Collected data
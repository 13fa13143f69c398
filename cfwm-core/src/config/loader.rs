//! Configuration loading and management

use super::schema::Config;
use super::validate::validate_config;
use serde_json::{Map, Value};
use std::path::{Path, PathBuf};

const CONFIG_FILE: &str = "config.json";
const ENV_PREFIX: &str = "CFWM__";

/// Environment variables understood for compatibility with plain bot
/// deployments, mapped onto config paths. `true` marks values that are
/// parsed (numbers, booleans) instead of taken as strings.
const ENV_ALIASES: [(&str, &str, bool); 4] = [
    ("TELEGRAM_BOT_TOKEN", "channels.telegram.token", false),
    ("ADMIN_ID", "bot.admin_id", false),
    ("WEBHOOK_URL", "channels.telegram.webhook.url", false),
    ("PORT", "channels.telegram.webhook.port", true),
];

const WEBHOOK_URL_ENV: &str = "WEBHOOK_URL";
const WEBHOOK_ENABLED_PATH: &str = "channels.telegram.webhook.enabled";

/// Configuration loader
pub struct ConfigLoader {
    config_dir: PathBuf,
}

impl ConfigLoader {
    /// Create a new config loader with the default config directory (`~/.cfwm`)
    pub fn new() -> Self {
        let config_dir = dirs::home_dir()
            .map(|h| h.join(".cfwm"))
            .unwrap_or_else(|| PathBuf::from(".cfwm"));

        Self { config_dir }
    }

    /// Create a new config loader with a custom config directory
    pub fn with_dir<P: AsRef<Path>>(dir: P) -> Self {
        Self {
            config_dir: dir.as_ref().to_path_buf(),
        }
    }

    /// Load configuration from file and environment, then validate it
    pub fn load(&self) -> crate::Result<Config> {
        let config = self.load_unvalidated()?;
        validate_config(&config)?;
        Ok(config)
    }

    /// Load configuration without validation (for status reporting)
    pub fn load_unvalidated(&self) -> crate::Result<Config> {
        let config_path = self.config_path();
        let mut merged = serde_json::to_value(Config::default())?;

        if config_path.exists() {
            tracing::debug!("Loading config from {}", config_path.display());
            let content = std::fs::read_to_string(&config_path)?;
            let file_value: Value = serde_json::from_str(&content)?;
            merge_values(&mut merged, file_value);
        }

        apply_alias_overrides(&mut merged);
        apply_path_overrides(&mut merged);

        Ok(serde_json::from_value(merged)?)
    }

    /// Save configuration to file
    pub fn save(&self, config: &Config) -> crate::Result<()> {
        std::fs::create_dir_all(&self.config_dir)?;
        let content = serde_json::to_string_pretty(config)?;
        std::fs::write(self.config_path(), content)?;
        Ok(())
    }

    /// Get the config directory path
    pub fn config_dir(&self) -> &Path {
        &self.config_dir
    }

    /// Get the config file path
    pub fn config_path(&self) -> PathBuf {
        self.config_dir.join(CONFIG_FILE)
    }
}

impl Default for ConfigLoader {
    fn default() -> Self {
        Self::new()
    }
}

fn merge_values(base: &mut Value, overlay: Value) {
    match (base, overlay) {
        (Value::Object(base_map), Value::Object(overlay_map)) => {
            for (key, value) in overlay_map {
                if let Some(existing) = base_map.get_mut(&key) {
                    merge_values(existing, value);
                } else {
                    base_map.insert(key, value);
                }
            }
        }
        (base_value, overlay_value) => {
            *base_value = overlay_value;
        }
    }
}

fn parse_env_value(raw: &str) -> Value {
    if raw.eq_ignore_ascii_case("true") {
        return Value::Bool(true);
    }
    if raw.eq_ignore_ascii_case("false") {
        return Value::Bool(false);
    }
    if let Ok(v) = raw.parse::<i64>() {
        return Value::Number(v.into());
    }
    if let Ok(v) = serde_json::from_str::<Value>(raw) {
        if v.is_array() || v.is_object() {
            return v;
        }
    }
    Value::String(raw.to_string())
}

fn set_path_value(root: &mut Value, path: &[String], value: Value) {
    let Some((last, parents)) = path.split_last() else {
        *root = value;
        return;
    };

    let mut current = root;
    for segment in parents {
        if !current.is_object() {
            *current = Value::Object(Map::new());
        }
        let Some(map) = current.as_object_mut() else {
            return;
        };
        current = map
            .entry(segment.clone())
            .or_insert_with(|| Value::Object(Map::new()));
    }

    if !current.is_object() {
        *current = Value::Object(Map::new());
    }
    if let Some(map) = current.as_object_mut() {
        map.insert(last.clone(), value);
    }
}

fn apply_alias_overrides(config: &mut Value) {
    for (env_key, target_path, parsed) in ENV_ALIASES {
        if let Ok(raw) = std::env::var(env_key) {
            let path: Vec<String> = target_path.split('.').map(ToString::to_string).collect();
            let value = if parsed {
                parse_env_value(&raw)
            } else {
                Value::String(raw)
            };
            set_path_value(config, &path, value);
        }
    }

    // A public URL only makes sense with webhook delivery
    if std::env::var(WEBHOOK_URL_ENV).is_ok_and(|url| !url.trim().is_empty()) {
        tracing::info!("{} is set, enabling webhook delivery", WEBHOOK_URL_ENV);
        let path: Vec<String> = WEBHOOK_ENABLED_PATH
            .split('.')
            .map(ToString::to_string)
            .collect();
        set_path_value(config, &path, Value::Bool(true));
    }
}

fn apply_path_overrides(config: &mut Value) {
    for (key, value) in std::env::vars() {
        let Some(suffix) = key.strip_prefix(ENV_PREFIX) else {
            continue;
        };
        let segments: Vec<String> = suffix
            .split("__")
            .filter(|s| !s.is_empty())
            .map(|s| s.to_ascii_lowercase())
            .collect();
        if segments.is_empty() {
            continue;
        }
        set_path_value(config, &segments, parse_env_value(&value));
    }
}

#[cfg(test)]
mod tests {
    use super::*;
    use once_cell::sync::Lazy;
    use std::sync::{Mutex, MutexGuard};
    use tempfile::TempDir;

    static ENV_LOCK: Lazy<Mutex<()>> = Lazy::new(|| Mutex::new(()));

    struct EnvVarGuard {
        key: String,
        original: Option<String>,
    }

    impl EnvVarGuard {
        fn set(key: &str, value: &str) -> Self {
            let original = std::env::var(key).ok();
            // SAFETY: tests serialize env mutations with ENV_LOCK.
            unsafe { std::env::set_var(key, value) };
            Self {
                key: key.to_string(),
                original,
            }
        }

        fn unset(key: &str) -> Self {
            let original = std::env::var(key).ok();
            // SAFETY: tests serialize env mutations with ENV_LOCK.
            unsafe { std::env::remove_var(key) };
            Self {
                key: key.to_string(),
                original,
            }
        }
    }

    impl Drop for EnvVarGuard {
        fn drop(&mut self) {
            if let Some(value) = &self.original {
                // SAFETY: tests serialize env mutations with ENV_LOCK.
                unsafe { std::env::set_var(&self.key, value) };
            } else {
                // SAFETY: tests serialize env mutations with ENV_LOCK.
                unsafe { std::env::remove_var(&self.key) };
            }
        }
    }

    fn lock_env() -> MutexGuard<'static, ()> {
        ENV_LOCK
            .lock()
            .unwrap_or_else(|poisoned| poisoned.into_inner())
    }

    /// Clear the aliases so the host environment cannot leak into a test
    fn clear_aliases() -> Vec<EnvVarGuard> {
        ENV_ALIASES
            .iter()
            .map(|(key, _, _)| EnvVarGuard::unset(key))
            .collect()
    }

    #[test]
    fn test_load_unvalidated_defaults() {
        let _lock = lock_env();
        let _aliases = clear_aliases();
        let temp_dir = TempDir::new().unwrap();
        let loader = ConfigLoader::with_dir(temp_dir.path());
        let config = loader.load_unvalidated().unwrap();

        assert!(config.channels.telegram.token.is_empty());
        assert_eq!(config.channels.telegram.webhook.port, 3000);
    }

    #[test]
    fn test_load_requires_token() {
        let _lock = lock_env();
        let _aliases = clear_aliases();
        let temp_dir = TempDir::new().unwrap();
        let loader = ConfigLoader::with_dir(temp_dir.path());

        let err = loader.load().unwrap_err();
        assert!(err.to_string().contains("channels.telegram.token"));
    }

    #[test]
    fn test_save_and_load_config() {
        let _lock = lock_env();
        let _aliases = clear_aliases();
        let temp_dir = TempDir::new().unwrap();
        let loader = ConfigLoader::with_dir(temp_dir.path());

        let mut config = Config::default();
        config.channels.telegram.token = "123:abc".to_string();
        config.bot.admin_id = "42".to_string();

        loader.save(&config).unwrap();
        let loaded = loader.load().unwrap();

        assert_eq!(loaded.channels.telegram.token, "123:abc");
        assert_eq!(loaded.bot.admin_id, "42");
    }

    #[test]
    fn test_load_applies_alias_env_overrides() {
        let _lock = lock_env();
        let _aliases = clear_aliases();
        let _token = EnvVarGuard::set("TELEGRAM_BOT_TOKEN", "999:from-env");
        let _admin = EnvVarGuard::set("ADMIN_ID", "555");
        let _port = EnvVarGuard::set("PORT", "8080");

        let temp_dir = TempDir::new().unwrap();
        let loader = ConfigLoader::with_dir(temp_dir.path());
        let config = loader.load().unwrap();

        assert_eq!(config.channels.telegram.token, "999:from-env");
        assert_eq!(config.bot.admin_id, "555");
        assert_eq!(config.channels.telegram.webhook.port, 8080);
        assert!(!config.channels.telegram.webhook.enabled);
    }

    #[test]
    fn test_webhook_url_alias_enables_webhook() {
        let _lock = lock_env();
        let _aliases = clear_aliases();
        let _token = EnvVarGuard::set("TELEGRAM_BOT_TOKEN", "999:from-env");
        let _url = EnvVarGuard::set("WEBHOOK_URL", "https://bot.example.com/hook");
        let _port = EnvVarGuard::set("PORT", "8443");

        let temp_dir = TempDir::new().unwrap();
        let loader = ConfigLoader::with_dir(temp_dir.path());
        let config = loader.load().unwrap();

        let webhook = &config.channels.telegram.webhook;
        assert!(webhook.enabled);
        assert_eq!(webhook.url, "https://bot.example.com/hook");
        assert_eq!(webhook.port, 8443);
    }

    #[test]
    fn test_empty_webhook_url_keeps_polling() {
        let _lock = lock_env();
        let _aliases = clear_aliases();
        let _url = EnvVarGuard::set("WEBHOOK_URL", " ");

        let temp_dir = TempDir::new().unwrap();
        let loader = ConfigLoader::with_dir(temp_dir.path());
        let config = loader.load_unvalidated().unwrap();
        assert!(!config.channels.telegram.webhook.enabled);
    }

    #[test]
    fn test_load_applies_path_env_overrides() {
        let _lock = lock_env();
        let _aliases = clear_aliases();
        let _token = EnvVarGuard::set("CFWM__CHANNELS__TELEGRAM__TOKEN", "tg-token");
        let _admin = EnvVarGuard::set("CFWM__BOT__ADMIN_ID", "777");
        let _enforce = EnvVarGuard::set("CFWM__BOT__ENFORCE_ADMIN_APPROVAL", "false");
        let _level = EnvVarGuard::set("CFWM__LOGGING__LEVEL", "debug");

        let temp_dir = TempDir::new().unwrap();
        let loader = ConfigLoader::with_dir(temp_dir.path());
        let config = loader.load().unwrap();

        assert_eq!(config.channels.telegram.token, "tg-token");
        assert_eq!(config.bot.admin_id, "777");
        assert!(!config.bot.enforce_admin_approval);
        assert_eq!(config.logging.level, "debug");
    }

    #[test]
    fn test_path_env_overrides_alias_and_file() {
        let _lock = lock_env();
        let _aliases = clear_aliases();
        let _alias = EnvVarGuard::set("TELEGRAM_BOT_TOKEN", "alias-token");
        let _path = EnvVarGuard::set("CFWM__CHANNELS__TELEGRAM__TOKEN", "path-token");

        let temp_dir = TempDir::new().unwrap();
        let loader = ConfigLoader::with_dir(temp_dir.path());
        std::fs::write(
            loader.config_path(),
            r#"{"channels":{"telegram":{"token":"file-token"}}}"#,
        )
        .unwrap();

        let config = loader.load().unwrap();
        assert_eq!(config.channels.telegram.token, "path-token");
    }

    #[test]
    fn test_file_values_merge_over_defaults() {
        let _lock = lock_env();
        let _aliases = clear_aliases();
        let temp_dir = TempDir::new().unwrap();
        let loader = ConfigLoader::with_dir(temp_dir.path());
        std::fs::write(
            loader.config_path(),
            r#"{
  "bot": {"admin_id": 1234},
  "channels": {"telegram": {"token": "t", "webhook": {"enabled": true, "url": "https://example.com/bot"}}}
}"#,
        )
        .unwrap();

        let config = loader.load().unwrap();
        assert_eq!(config.bot.admin_id, "1234");
        assert!(config.channels.telegram.webhook.enabled);
        assert_eq!(config.channels.telegram.webhook.listen_addr, "0.0.0.0");
        assert_eq!(config.channels.telegram.webhook.port, 3000);
    }

    #[test]
    fn test_parse_env_value() {
        assert_eq!(parse_env_value("true"), Value::Bool(true));
        assert_eq!(parse_env_value("42"), Value::Number(42.into()));
        assert_eq!(
            parse_env_value(r#"["1","2"]"#),
            serde_json::json!(["1", "2"])
        );
        assert_eq!(parse_env_value("hello"), Value::String("hello".to_string()));
    }
}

• **Task to complete**: Each line in the data that holds the string "static" should be found and copied.

• **Solution for this exercise**:
    static ENV_LOCK: Lazy<Mutex<()>> = Lazy::new(|| Mutex::new(()));
    fn lock_env() -> MutexGuard<'static, ()> {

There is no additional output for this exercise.